Özellikle Asya ve Avrupa ülkelerindeki üniversite grupları yarışta yer aldı. Orada çok önemli mühendislik çalışmalarıyla hazırlanan araçları görüp onların ortasından sıyrılmak birtakım şeyleri yanlışsız yaptığımızı kanıtladı. Birinci olmamız orada büyük ses getirdi. Aslında biz bu sayede kendi yaptığımız işi bir adım daha ileriye taşıma fırsatı bulduk.

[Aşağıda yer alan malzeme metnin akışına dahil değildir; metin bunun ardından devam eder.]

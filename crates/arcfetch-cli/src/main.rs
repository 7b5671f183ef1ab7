//! Arcfetch CLI - Command-line utility for downloading and safely
//! extracting remote archives.

mod cli;
mod commands;
mod error;
mod logging;
mod output;
mod progress;

use anyhow::Result;
use clap::Parser;
use std::process::ExitCode;

fn main() -> ExitCode {
    let cli = cli::Cli::parse();

    let formatter = output::create_formatter(&cli);

    match run(&cli, &*formatter) {
        Ok(()) => ExitCode::SUCCESS,
        Err(err) => {
            formatter.format_error(&err);
            ExitCode::FAILURE
        }
    }
}

fn run(cli: &cli::Cli, formatter: &dyn output::OutputFormatter) -> Result<()> {
    logging::init(cli.verbose, cli.quiet)?;

    match &cli.command {
        cli::Commands::Fetch(args) => {
            commands::fetch::execute(args, formatter, !cli.quiet && !cli.json)
        }
        cli::Commands::Completion(args) => {
            commands::completion::execute(args.shell);
            Ok(())
        }
    }
}
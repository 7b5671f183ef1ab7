//! Error conversion utilities for CLI.
//!
//! Converts arcfetch-core's typed errors (thiserror) into user-friendly
//! contextual errors (anyhow) with actionable guidance.

use anyhow::anyhow;
use arcfetch_core::FetchError;

/// Converts `FetchError` to user-friendly anyhow error with context
pub fn convert_fetch_error(err: FetchError, url: &str) -> anyhow::Error {
    match err {
        FetchError::Transfer { status, .. } => {
            anyhow!(
                "Download of '{url}' failed with HTTP status {status}\n\
                 HINT: Check that the URL is correct and the file is still published."
            )
        }
        FetchError::Network { reason, .. } => {
            anyhow!(
                "Network error while downloading '{url}': {reason}\n\
                 HINT: Check your connection, or raise --timeout / --connect-timeout for slow servers."
            )
        }
        FetchError::UnsupportedFormat { content_type } => {
            anyhow!(
                "Archive format not supported: '{url}' was served as {}\n\
                 HINT: Supported content types: application/x-gzip (tar.gz), application/zip",
                content_type.as_deref().unwrap_or("<no content type>")
            )
        }
        FetchError::PathTraversal { path } => {
            anyhow!(
                "Security violation: Archive from '{url}' attempted path traversal with '{}'\n\
                 HINT: This archive may be malicious. Nothing was written to the output directory.",
                path.display()
            )
        }
        FetchError::InvalidArchive { .. } => {
            anyhow!(
                "Invalid archive downloaded from '{url}': {err}\n\
                 HINT: The archive may be corrupted or the server mislabeled its content type."
            )
        }
        FetchError::Io(io_err) => {
            anyhow!("I/O error while processing '{url}': {io_err}")
        }
        FetchError::Cancelled => anyhow!("Download of '{url}' was cancelled"),
    }
}

/// Adds context to a fetch result
pub fn add_fetch_context<T>(result: Result<T, FetchError>, url: &str) -> anyhow::Result<T> {
    result.map_err(|e| convert_fetch_error(e, url))
}
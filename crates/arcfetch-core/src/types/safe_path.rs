//! Guarded entry path type.

use std::path::Path;
use std::path::PathBuf;

/// An archive entry path that has been checked against an
/// [`ExtractionRoot`](super::ExtractionRoot).
///
/// The path is relative to the root and lexically normalized: it contains no
/// `.` or `..` components and no root or prefix. An empty `SafePath`
/// denotes the root itself.
///
/// # Security Properties
///
/// - Can ONLY be constructed through [`PathGuard::check`](crate::security::PathGuard::check)
/// - NO `From<PathBuf>` implementation
/// - Always resolves within the root it was checked against
#[derive(Debug, Clone, PartialEq, Eq, Hash)]
pub struct SafePath(PathBuf);

impl SafePath {
    pub(crate) fn new_unchecked(path: PathBuf) -> Self {
        Self(path)
    }

    /// Returns the path as a `&Path`.
    #[inline]
    #[must_use]
    pub fn as_path(&self) -> &Path {
        &self.0
    }

    /// Returns `true` if the path resolves to the extraction root itself.
    #[inline]
    #[must_use]
    pub fn is_root(&self) -> bool {
        self.0.as_os_str().is_empty()
    }

    /// Converts into the inner `PathBuf`.
    #[inline]
    #[must_use]
    pub fn into_path_buf(self) -> PathBuf {
        self.0
    }
}

#[cfg(test)]
mod tests {
    use super::*;

    #[test]
    fn test_is_root() {
        assert!(SafePath::new_unchecked(PathBuf::new()).is_root());
        assert!(!SafePath::new_unchecked(PathBuf::from("a.txt")).is_root());
    }

    #[test]
    fn test_into_path_buf() {
        let safe = SafePath::new_unchecked(PathBuf::from("sub/b.txt"));
        assert_eq!(safe.as_path(), Path::new("sub/b.txt"));
        assert_eq!(safe.into_path_buf(), PathBuf::from("sub/b.txt"));
    }
}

Aracımız su altında müşahede gayeli kullanılmaya hayli müsait. Üzerinde iki adet geniş açı kamerası bulunuyor. Otonom bir halde etrafındaki objelerden haberdar olabiliyor. Aracımız 27 kilo tartısında ve 300 metre derine inebiliyor. Üzerinde iki farklı robot kol var. Birisi ileri geri hareket edip aracın önüne çıkabilecek objelerle etkileşime geçmesini sağlıyor. Başka robot kolsa aşağıda ve o da aşağıdaki objeleri alabiliyor. Bunun haricinde üzerinde bir top atma yani işaretleyici sistemi var. Bu sayede suyun altında hedeflenen belirli yerlere işaret koyabiliyor. Üzerinde yaklaşık 10 kilogram yük taşıyabiliyor. Azamî süratiyse yaklaşık 2 knot yani saatte 2.30 deniz mili. Gelecekte yapacağımız geliştirmelerle bu araç deniz altında mayın ya da enkaz arama çalışmaları için de kullanılabilir.

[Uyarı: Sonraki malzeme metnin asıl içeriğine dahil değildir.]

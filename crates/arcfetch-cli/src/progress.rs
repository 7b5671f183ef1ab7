//! Progress reporting for CLI downloads.
//!
//! [`CliProgress`] draws a bar on an interactive terminal. [`LogProgress`]
//! routes the same events through `tracing` when there is no terminal to
//! draw on.

use arcfetch_core::ProgressCallback;
use arcfetch_core::TransferProgress;
use arcfetch_core::report::format_bytes;
use console::Term;
use indicatif::ProgressBar;
use indicatif::ProgressState;
use indicatif::ProgressStyle;
use std::fmt::Write;
use std::path::Path;
use std::time::Duration;
use std::time::Instant;
use tracing::debug;
use tracing::info;

/// Minimum time between two logged transfer snapshots.
const LOG_INTERVAL: Duration = Duration::from_secs(2);

/// CLI progress bar wrapper implementing `ProgressCallback`.
///
/// Shows a byte bar with speed and ETA when the server announced the
/// transfer size. Otherwise a spinner shows the running total and states
/// that the total and remaining time are unknown. The bar is cleared on drop.
pub struct CliProgress {
    bar: ProgressBar,
    entries: usize,
}

impl CliProgress {
    /// Creates a progress display for a download from `url`.
    #[must_use]
    pub fn new(url: &str) -> Self {
        let bar = ProgressBar::new_spinner();
        bar.set_message(format!("Fetching {url}"));
        Self { bar, entries: 0 }
    }

    /// Checks if we should show progress (TTY detection).
    #[must_use]
    pub fn should_show() -> bool {
        Term::stderr().is_term()
    }

    fn sized_style() -> ProgressStyle {
        // Template: "Downloading [████████░░░░] 3.0 MB/10.0 MB (1.2 MB/s, 6s)"
        ProgressStyle::default_bar()
            .template("{msg} [{bar:40.cyan/blue}] {done}/{total} ({speed}, {eta})")
            .unwrap_or_else(|_| ProgressStyle::default_bar())
            .with_key("done", |state: &ProgressState, w: &mut dyn Write| {
                write!(w, "{}", format_bytes(state.pos())).unwrap_or(());
            })
            .with_key("total", |state: &ProgressState, w: &mut dyn Write| {
                write!(w, "{}", format_bytes(state.len().unwrap_or(0))).unwrap_or(());
            })
            .with_key("speed", |state: &ProgressState, w: &mut dyn Write| {
                #[allow(clippy::cast_possible_truncation, clippy::cast_sign_loss)]
                let bytes_per_sec = state.per_sec() as u64;
                write!(w, "{}/s", format_bytes(bytes_per_sec)).unwrap_or(());
            })
            .progress_chars("█▓░")
    }

    fn unsized_style() -> ProgressStyle {
        // Template: "⠙ Downloaded: 3.0 MB / unknown, elapsed 2s, remaining unknown"
        ProgressStyle::default_spinner()
            .template("{spinner:.cyan} {msg}")
            .unwrap_or_else(|_| ProgressStyle::default_spinner())
    }
}

impl Drop for CliProgress {
    fn drop(&mut self) {
        self.bar.finish_and_clear();
    }
}

impl ProgressCallback for CliProgress {
    fn on_transfer_start(&mut self, total_bytes: Option<u64>) {
        if let Some(total) = total_bytes {
            self.bar.set_length(total);
            self.bar.set_style(Self::sized_style());
        } else {
            self.bar.set_style(Self::unsized_style());
            self.bar.enable_steady_tick(Duration::from_millis(120));
        }
        self.bar.set_message("Downloading");
    }

    fn on_chunk(&mut self, progress: &TransferProgress) {
        self.bar.set_position(progress.bytes_transferred);
        if progress.total_bytes.is_none() {
            self.bar.set_message(progress.to_string());
        }
    }

    fn on_entry_extracted(&mut self, path: &Path) {
        self.entries += 1;
        self.bar
            .set_message(format!("Extracting ({}) {}", self.entries, path.display()));
    }

    fn on_complete(&mut self) {
        self.bar.finish_and_clear();
    }
}

/// `ProgressCallback` that logs transfer snapshots at most every
/// [`LOG_INTERVAL`], plus the first and last one.
#[derive(Debug)]
pub struct LogProgress {
    interval: Duration,
    last_logged: Option<Instant>,
    last_seen: Option<TransferProgress>,
    entries: usize,
}

impl LogProgress {
    #[must_use]
    pub const fn new() -> Self {
        Self::with_interval(LOG_INTERVAL)
    }

    #[must_use]
    pub const fn with_interval(interval: Duration) -> Self {
        Self {
            interval,
            last_logged: None,
            last_seen: None,
            entries: 0,
        }
    }

    /// Returns `true` when a snapshot is due and records the time.
    fn due(&mut self) -> bool {
        let now = Instant::now();
        let due = self
            .last_logged
            .is_none_or(|last| now.duration_since(last) >= self.interval);
        if due {
            self.last_logged = Some(now);
        }
        due
    }
}

impl Default for LogProgress {
    fn default() -> Self {
        Self::new()
    }
}

impl ProgressCallback for LogProgress {
    fn on_transfer_start(&mut self, total_bytes: Option<u64>) {
        match total_bytes {
            Some(total) => info!(total = %format_bytes(total), "transfer started"),
            None => info!("transfer started, total size unknown"),
        }
    }

    fn on_chunk(&mut self, progress: &TransferProgress) {
        if self.due() {
            info!("{progress}");
            self.last_seen = None;
        } else {
            self.last_seen = Some(*progress);
        }
    }

    fn on_entry_extracted(&mut self, path: &Path) {
        if let Some(progress) = self.last_seen.take() {
            info!("{progress}");
        }
        self.entries += 1;
        debug!(entry = %path.display(), "extracted");
    }

    fn on_complete(&mut self) {
        if let Some(progress) = self.last_seen.take() {
            info!("{progress}");
        }
        info!(entries = self.entries, "extraction finished");
    }
}

#[cfg(test)]
#[allow(clippy::unwrap_used)]
mod tests {
    use super::*;

    #[test]
    fn test_progress_callback_sized() {
        let mut progress = CliProgress::new("https://example.com/a.zip");
        progress.bar.set_draw_target(indicatif::ProgressDrawTarget::hidden());

        progress.on_transfer_start(Some(2048));
        progress.on_chunk(&TransferProgress {
            bytes_transferred: 1024,
            total_bytes: Some(2048),
            elapsed: Duration::from_millis(10),
        });
        assert_eq!(progress.bar.position(), 1024);
        assert_eq!(progress.bar.length(), Some(2048));

        progress.on_entry_extracted(Path::new("a.txt"));
        assert_eq!(progress.entries, 1);
        progress.on_complete();
        assert!(progress.bar.is_finished());
    }

    #[test]
    fn test_progress_callback_unsized() {
        let mut progress = CliProgress::new("https://example.com/a.tar.gz");
        progress.bar.set_draw_target(indicatif::ProgressDrawTarget::hidden());

        progress.on_transfer_start(None);
        progress.on_chunk(&TransferProgress {
            bytes_transferred: 4096,
            total_bytes: None,
            elapsed: Duration::from_millis(10),
        });
        assert_eq!(progress.bar.position(), 4096);
        assert!(progress.bar.message().contains("/ unknown"));
        assert!(progress.bar.message().contains("remaining unknown"));
        progress.on_complete();
    }

    fn snapshot(bytes_transferred: u64) -> TransferProgress {
        TransferProgress {
            bytes_transferred,
            total_bytes: Some(300),
            elapsed: Duration::from_millis(10),
        }
    }

    #[test]
    fn test_log_progress_throttles_snapshots() {
        let mut progress = LogProgress::with_interval(Duration::from_secs(3600));

        progress.on_transfer_start(Some(300));
        progress.on_chunk(&snapshot(100));
        assert!(progress.last_seen.is_none());

        progress.on_chunk(&snapshot(200));
        progress.on_chunk(&snapshot(300));
        assert_eq!(progress.last_seen.as_ref().unwrap().bytes_transferred, 300);

        progress.on_entry_extracted(Path::new("a.txt"));
        assert!(progress.last_seen.is_none());
        assert_eq!(progress.entries, 1);
        progress.on_complete();
    }

    #[test]
    fn test_log_progress_zero_interval_logs_every_chunk() {
        let mut progress = LogProgress::with_interval(Duration::ZERO);

        progress.on_chunk(&snapshot(100));
        progress.on_chunk(&snapshot(200));

        assert!(progress.last_seen.is_none());
    }
}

Böyle bir başarıyı ülkemize getirmek çok gurur verici. Kadromuzun birinci yurt dışı ve birinci yarış tecrübesiydi. Müsabakada en çok ilgimizi çeken Rusların yaptığı araç oldu zira farklı metotlar kullanmışlardı. Zati onlar ikinci oldu, üçüncülüğüyse Hindistan’dan iki ekip paylaştı. Biz bu müsabakaya birinci sefer ayak basan Türk grubu olduk. İlerde kurumsallaşarak seri üretim yapabilmeyi çok istiyoruz. Bunun dışında yeni teknolojiler ve yeni muhtaçlıklar doğrultusunda farklı bir sualtı aracı daha yapmayı planlıyoruz.”